Moreover, is it possible to also convert the prediction result (torch.tensor) into a dataframe as well?
validation:
>>> validation.data
>>> {'reals': tensor([[-0.9593, -0.6123, 0.0000, ..., -2.9171, -1.0676, 1.0738],
[-0.9593, -0.6123, 0.0000, ..., -2.1644, -1.0561, 1.3626],
[-0.9593, -0.6123, 0.0000, ..., -0.9712, -1.0254, 1.6461],
...,
[ 1.2221, 1.2074, 0.0000, ..., -0.2065, 1.4175, -1.4105],
[ 1.2221, 1.2074, 0.0000, ..., -0.1767, 0.9821, -1.4105],
[ 1.2221, 1.2074, 0.0000, ..., -1.3639, 1.3839, -1.4105]]),
'categoricals': tensor([[ 0, 0, 0, ..., 0, 0, 0],
[ 0, 0, 0, ..., 0, 0, 4],
[ 0, 0, 3, ..., 0, 7, 5],
...,
[57, 17, 0, ..., 0, 0, 1],
[57, 17, 0, ..., 1, 0, 2],
[57, 17, 0, ..., 0, 0, 3]]),
'groups': tensor([[ 0, 0],
[ 0, 0],
[ 0, 0],
...,
[57, 17],
[57, 17],
[57, 17]]),
'target': [tensor([8.0676e+01, 9.8064e+01, 1.3370e+02, ..., 9.9000e-01, 9.0000e-02,
2.2500e+00])],
'weight': None,
'time': tensor([ 0, 1, 2, ..., 57, 58, 59])}
Attempt:
>>> actuals = torch.cat([y for x, (y, weight) in iter(val_dataloader)])

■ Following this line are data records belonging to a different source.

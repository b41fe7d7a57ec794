//! Payment ledger repository contract and SQLite implementation.
//!
//! # Invariants
//! - At most one `payments` row exists per `(member_uuid, period)`; the
//!   `uq_payments_member_period` constraint is the arbiter, so concurrent
//!   writers on separate connections cannot both succeed.
//! - Group filters always use the member's *current* group.
//! - Payment rows are never updated or deleted here.

use super::{ensure_connection_ready, member_exists, parse_period, parse_uuid, RepoError, RepoResult};
use crate::model::group::GroupId;
use crate::model::member::MemberId;
use crate::model::payment::{Payment, PaymentId};
use crate::model::period::{Period, PeriodRange};
use rusqlite::types::Value;
use rusqlite::{ffi, params, params_from_iter, Connection, Transaction, TransactionBehavior};
use serde::Serialize;
use std::collections::BTreeSet;

/// Paid/unpaid status of one current member for one period.
#[derive(Debug, Clone, PartialEq, Eq, Serialize)]
pub struct MemberPeriodStatus {
    pub member_id: MemberId,
    pub member_name: String,
    pub paid: bool,
}

/// Number of paid rows for one month of a year.
#[derive(Debug, Clone, Copy, PartialEq, Eq, Serialize)]
pub struct MonthlyCount {
    /// Month number in `1..=12`.
    pub month: u8,
    pub count: u64,
}

/// One row of the cross-period payment listing.
#[derive(Debug, Clone, PartialEq, Eq, Serialize)]
pub struct PaymentListing {
    pub payment_id: PaymentId,
    pub period: Period,
    pub member_name: String,
    pub group_name: String,
    pub paid: bool,
}

/// Repository interface for payment persistence and aggregate queries.
pub trait LedgerRepository {
    /// Atomically inserts a paid row for `(member_id, period)`.
    ///
    /// Fails with `MemberNotFound` for unknown members and with
    /// `DuplicatePayment` when the key already has a row.
    fn insert_payment(&self, member_id: MemberId, period: Period) -> RepoResult<Payment>;
    fn payment_exists(&self, member_id: MemberId, period: Period) -> RepoResult<bool>;
    /// Ids of members holding a paid row for `period`, including deleted ones.
    fn paid_member_ids(&self, period: Period) -> RepoResult<BTreeSet<MemberId>>;
    /// Every current member (optionally of one group) with its paid flag,
    /// ordered by member name.
    fn period_statuses(
        &self,
        period: Period,
        group_id: Option<GroupId>,
    ) -> RepoResult<Vec<MemberPeriodStatus>>;
    /// Paid counts per month of `year`; months without rows are absent.
    fn monthly_counts(&self, year: u16) -> RepoResult<Vec<MonthlyCount>>;
    /// Payments joined to current member and group, newest period first.
    fn list_payments(
        &self,
        group_id: Option<GroupId>,
        range: Option<PeriodRange>,
    ) -> RepoResult<Vec<PaymentListing>>;
}

/// SQLite-backed ledger repository.
#[derive(Clone, Copy)]
pub struct SqliteLedgerRepository<'conn> {
    conn: &'conn Connection,
}

impl<'conn> SqliteLedgerRepository<'conn> {
    pub fn try_new(conn: &'conn Connection) -> RepoResult<Self> {
        ensure_connection_ready(conn, &["members", "groups", "payments"])?;
        Ok(Self { conn })
    }
}

impl LedgerRepository for SqliteLedgerRepository<'_> {
    fn insert_payment(&self, member_id: MemberId, period: Period) -> RepoResult<Payment> {
        let tx = Transaction::new_unchecked(self.conn, TransactionBehavior::Immediate)?;
        if !member_exists(&tx, member_id)? {
            return Err(RepoError::MemberNotFound(member_id));
        }

        let payment = Payment::paid(member_id, period);
        let inserted = tx.execute(
            "INSERT INTO payments (payment_uuid, member_uuid, period, paid)
             VALUES (?1, ?2, ?3, 1);",
            params![
                payment.payment_id.to_string(),
                member_id.to_string(),
                period.to_string(),
            ],
        );
        match inserted {
            Ok(_) => {}
            Err(err) if is_unique_violation(&err) => {
                return Err(RepoError::DuplicatePayment { member_id, period });
            }
            Err(err) => return Err(err.into()),
        }

        tx.commit()?;
        Ok(payment)
    }

    fn payment_exists(&self, member_id: MemberId, period: Period) -> RepoResult<bool> {
        let found: i64 = self.conn.query_row(
            "SELECT EXISTS(
                SELECT 1
                FROM payments
                WHERE member_uuid = ?1
                  AND period = ?2
                  AND paid = 1
            );",
            params![member_id.to_string(), period.to_string()],
            |row| row.get(0),
        )?;
        Ok(found == 1)
    }

    fn paid_member_ids(&self, period: Period) -> RepoResult<BTreeSet<MemberId>> {
        let mut stmt = self.conn.prepare(
            "SELECT member_uuid
             FROM payments
             WHERE period = ?1
               AND paid = 1;",
        )?;
        let mut rows = stmt.query([period.to_string()])?;
        let mut ids = BTreeSet::new();
        while let Some(row) = rows.next()? {
            let value: String = row.get(0)?;
            ids.insert(parse_uuid(&value, "payments.member_uuid")?);
        }
        Ok(ids)
    }

    fn period_statuses(
        &self,
        period: Period,
        group_id: Option<GroupId>,
    ) -> RepoResult<Vec<MemberPeriodStatus>> {
        let mut sql = String::from(
            "SELECT
                m.member_uuid AS member_uuid,
                m.name AS name,
                EXISTS(
                    SELECT 1
                    FROM payments p
                    WHERE p.member_uuid = m.member_uuid
                      AND p.period = ?1
                      AND p.paid = 1
                ) AS paid
             FROM members m",
        );
        let mut bind_values = vec![Value::Text(period.to_string())];
        if let Some(group_id) = group_id {
            sql.push_str(" WHERE m.group_uuid = ?2");
            bind_values.push(Value::Text(group_id.to_string()));
        }
        sql.push_str(" ORDER BY m.name ASC, m.member_uuid ASC;");

        let mut stmt = self.conn.prepare(&sql)?;
        let mut rows = stmt.query(params_from_iter(bind_values))?;
        let mut statuses = Vec::new();
        while let Some(row) = rows.next()? {
            let member_text: String = row.get("member_uuid")?;
            statuses.push(MemberPeriodStatus {
                member_id: parse_uuid(&member_text, "members.member_uuid")?,
                member_name: row.get("name")?,
                paid: row.get::<_, i64>("paid")? == 1,
            });
        }
        Ok(statuses)
    }

    fn monthly_counts(&self, year: u16) -> RepoResult<Vec<MonthlyCount>> {
        let mut stmt = self.conn.prepare(
            "SELECT
                CAST(substr(period, 6, 2) AS INTEGER) AS month,
                COUNT(*) AS payment_count
             FROM payments
             WHERE substr(period, 1, 4) = ?1
               AND paid = 1
             GROUP BY substr(period, 6, 2)
             ORDER BY month ASC;",
        )?;
        let mut rows = stmt.query([format!("{year:04}")])?;
        let mut counts = Vec::new();
        while let Some(row) = rows.next()? {
            let month: i64 = row.get("month")?;
            let count: i64 = row.get("payment_count")?;
            let month = u8::try_from(month)
                .ok()
                .filter(|value| (1..=12).contains(value))
                .ok_or_else(|| {
                    RepoError::InvalidData(format!("invalid month `{month}` in payments.period"))
                })?;
            counts.push(MonthlyCount {
                month,
                count: u64::try_from(count).unwrap_or_default(),
            });
        }
        Ok(counts)
    }

    fn list_payments(
        &self,
        group_id: Option<GroupId>,
        range: Option<PeriodRange>,
    ) -> RepoResult<Vec<PaymentListing>> {
        let mut sql = String::from(
            "SELECT
                p.payment_uuid AS payment_uuid,
                p.period AS period,
                m.name AS member_name,
                g.name AS group_name,
                p.paid AS paid
             FROM payments p
             INNER JOIN members m ON m.member_uuid = p.member_uuid
             INNER JOIN groups g ON g.group_uuid = m.group_uuid
             WHERE 1 = 1",
        );
        let mut bind_values: Vec<Value> = Vec::new();

        if let Some(range) = range {
            sql.push_str(" AND p.period BETWEEN ? AND ?");
            bind_values.push(Value::Text(range.from.to_string()));
            bind_values.push(Value::Text(range.to.to_string()));
        }
        if let Some(group_id) = group_id {
            sql.push_str(" AND m.group_uuid = ?");
            bind_values.push(Value::Text(group_id.to_string()));
        }
        sql.push_str(" ORDER BY p.period DESC, m.name ASC, p.payment_uuid ASC;");

        let mut stmt = self.conn.prepare(&sql)?;
        let mut rows = stmt.query(params_from_iter(bind_values))?;
        let mut listings = Vec::new();
        while let Some(row) = rows.next()? {
            let payment_text: String = row.get("payment_uuid")?;
            let period_text: String = row.get("period")?;
            listings.push(PaymentListing {
                payment_id: parse_uuid(&payment_text, "payments.payment_uuid")?,
                period: parse_period(&period_text, "payments.period")?,
                member_name: row.get("member_name")?,
                group_name: row.get("group_name")?,
                paid: row.get::<_, i64>("paid")? == 1,
            });
        }
        Ok(listings)
    }
}

fn is_unique_violation(err: &rusqlite::Error) -> bool {
    matches!(
        err,
        rusqlite::Error::SqliteFailure(failure, _)
            if failure.extended_code == ffi::SQLITE_CONSTRAINT_UNIQUE
    )
}
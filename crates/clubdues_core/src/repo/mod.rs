//! Repository layer abstractions and SQLite implementations.
//!
//! # Responsibility
//! - Define the data access contracts the services depend on
//!   (`RosterRepository`, `LedgerRepository`, combined as `EntityStore`).
//! - Isolate SQLite query details from service orchestration.
//!
//! # Invariants
//! - Repository APIs return semantic errors (`*NotFound`, `DuplicatePayment`)
//!   in addition to DB transport errors.
//! - Repositories refuse connections that are not migrated, so a missing or
//!   foreign database never reads back as empty data.

pub mod ledger_repo;
pub mod roster_repo;

use crate::db::migrations::latest_version;
use crate::db::DbError;
use crate::model::group::GroupId;
use crate::model::member::MemberId;
use crate::model::period::Period;
use crate::model::ValidationError;
use ledger_repo::{LedgerRepository, SqliteLedgerRepository};
use roster_repo::{RosterRepository, SqliteRosterRepository};
use rusqlite::{Connection, Transaction, TransactionBehavior};
use uuid::Uuid;

pub type RepoResult<T> = Result<T, RepoError>;

/// Persistence error shared by all repositories.
#[derive(Debug, thiserror::Error)]
pub enum RepoError {
    #[error(transparent)]
    Db(#[from] DbError),
    #[error(transparent)]
    Validation(#[from] ValidationError),
    #[error("group not found: {0}")]
    GroupNotFound(GroupId),
    #[error("member not found: {0}")]
    MemberNotFound(MemberId),
    #[error("payment already recorded for member {member_id} in {period}")]
    DuplicatePayment { member_id: MemberId, period: Period },
    #[error("repository requires schema version {expected_version}, got {actual_version}")]
    UninitializedConnection {
        expected_version: u32,
        actual_version: u32,
    },
    #[error("repository requires table `{0}`")]
    MissingRequiredTable(&'static str),
    #[error("invalid persisted data: {0}")]
    InvalidData(String),
}

impl From<rusqlite::Error> for RepoError {
    fn from(value: rusqlite::Error) -> Self {
        Self::Db(DbError::Sqlite(value))
    }
}

/// Transactional tabular store the services run against.
///
/// Implementations expose roster and ledger views over one underlying
/// store so that reports join consistent data.
pub trait EntityStore {
    type Roster: RosterRepository;
    type Ledger: LedgerRepository;

    fn roster(&self) -> &Self::Roster;
    fn ledger(&self) -> &Self::Ledger;

    /// Runs `read` so that every query inside it observes one snapshot.
    ///
    /// `read` must not write; the enclosing scope is committed only when
    /// `read` succeeds.
    fn read_consistent<T, E, F>(&self, read: F) -> Result<T, E>
    where
        E: From<RepoError>,
        F: FnOnce(&Self) -> Result<T, E>;
}

/// SQLite-backed entity store borrowing one migrated connection.
#[derive(Clone, Copy)]
pub struct SqliteEntityStore<'conn> {
    conn: &'conn Connection,
    roster: SqliteRosterRepository<'conn>,
    ledger: SqliteLedgerRepository<'conn>,
}

impl<'conn> SqliteEntityStore<'conn> {
    pub fn try_new(conn: &'conn Connection) -> RepoResult<Self> {
        Ok(Self {
            conn,
            roster: SqliteRosterRepository::try_new(conn)?,
            ledger: SqliteLedgerRepository::try_new(conn)?,
        })
    }
}

impl<'conn> EntityStore for SqliteEntityStore<'conn> {
    type Roster = SqliteRosterRepository<'conn>;
    type Ledger = SqliteLedgerRepository<'conn>;

    fn roster(&self) -> &Self::Roster {
        &self.roster
    }

    fn ledger(&self) -> &Self::Ledger {
        &self.ledger
    }

    fn read_consistent<T, E, F>(&self, read: F) -> Result<T, E>
    where
        E: From<RepoError>,
        F: FnOnce(&Self) -> Result<T, E>,
    {
        // DEFERRED takes the shared lock on the first read and keeps it
        // until commit, so writers cannot land between the reads.
        let tx = Transaction::new_unchecked(self.conn, TransactionBehavior::Deferred)
            .map_err(RepoError::from)?;
        let value = read(self)?;
        tx.commit().map_err(RepoError::from)?;
        Ok(value)
    }
}

pub(crate) fn ensure_connection_ready(
    conn: &Connection,
    tables: &[&'static str],
) -> RepoResult<()> {
    let expected_version = latest_version();
    let actual_version: u32 = conn.query_row("PRAGMA user_version;", [], |row| row.get(0))?;
    if actual_version != expected_version {
        return Err(RepoError::UninitializedConnection {
            expected_version,
            actual_version,
        });
    }

    for table in tables {
        let exists: i64 = conn.query_row(
            "SELECT EXISTS(
                SELECT 1
                FROM sqlite_master
                WHERE type = 'table' AND name = ?1
            );",
            [*table],
            |row| row.get(0),
        )?;
        if exists != 1 {
            return Err(RepoError::MissingRequiredTable(*table));
        }
    }

    Ok(())
}

pub(crate) fn parse_uuid(value: &str, column: &'static str) -> RepoResult<Uuid> {
    Uuid::parse_str(value)
        .map_err(|_| RepoError::InvalidData(format!("invalid uuid `{value}` in {column}")))
}

pub(crate) fn parse_period(value: &str, column: &'static str) -> RepoResult<Period> {
    Period::parse(value)
        .map_err(|_| RepoError::InvalidData(format!("invalid period `{value}` in {column}")))
}

pub(crate) fn exists(conn: &Connection, sql: &str, id: Uuid) -> RepoResult<bool> {
    let found: i64 = conn.query_row(sql, [id.to_string()], |row| row.get(0))?;
    Ok(found == 1)
}

pub(crate) fn group_exists(conn: &Connection, group_id: GroupId) -> RepoResult<bool> {
    exists(
        conn,
        "SELECT EXISTS(SELECT 1 FROM groups WHERE group_uuid = ?1);",
        group_id,
    )
}

pub(crate) fn member_exists(conn: &Connection, member_id: MemberId) -> RepoResult<bool> {
    exists(
        conn,
        "SELECT EXISTS(SELECT 1 FROM members WHERE member_uuid = ?1);",
        member_id,
    )
}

baseline_predictions = Baseline().predict(val_dataloader)
prediction_df = pd.DataFrame(baseline_predictions.numpy())
prediction_df.columns = validation.data.keys()
prediction_df
>>> reals categoricals groups target weight time
0 84.239998 84.239998 84.239998 84.239998 84.239998 84.239998
1 43.848000 43.848000 43.848000 43.848000 43.848000 43.848000
2 25.718399 25.718399 25.718399 25.718399 25.718399 25.718399
3 15.208200 15.208200 15.208200 15.208200 15.208200 15.208200
4 25.240499 25.240499 25.240499 25.240499 25.240499 25.240499
... ... ... ... ... ... ...
345 349.228790 349.228790 349.228790 349.228790 349.228790 349.228790
346 2053.746094 2053.746094 2053.746094 2053.746094 2053.746094 2053.746094
347 2207.361816 2207.361816 2207.361816 2207.361816 2207.361816 2207.361816
348 77.437500 77.437500 77.437500 77.437500 77.437500 77.437500
349 2.520000 2.520000 2.520000 2.520000 2.520000 2.520000
350 rows × 6 columns
Ideal Result would look something like:
The result is not making a lot of sense. Am I missing something? How would I map it back to find the correct column names and indices?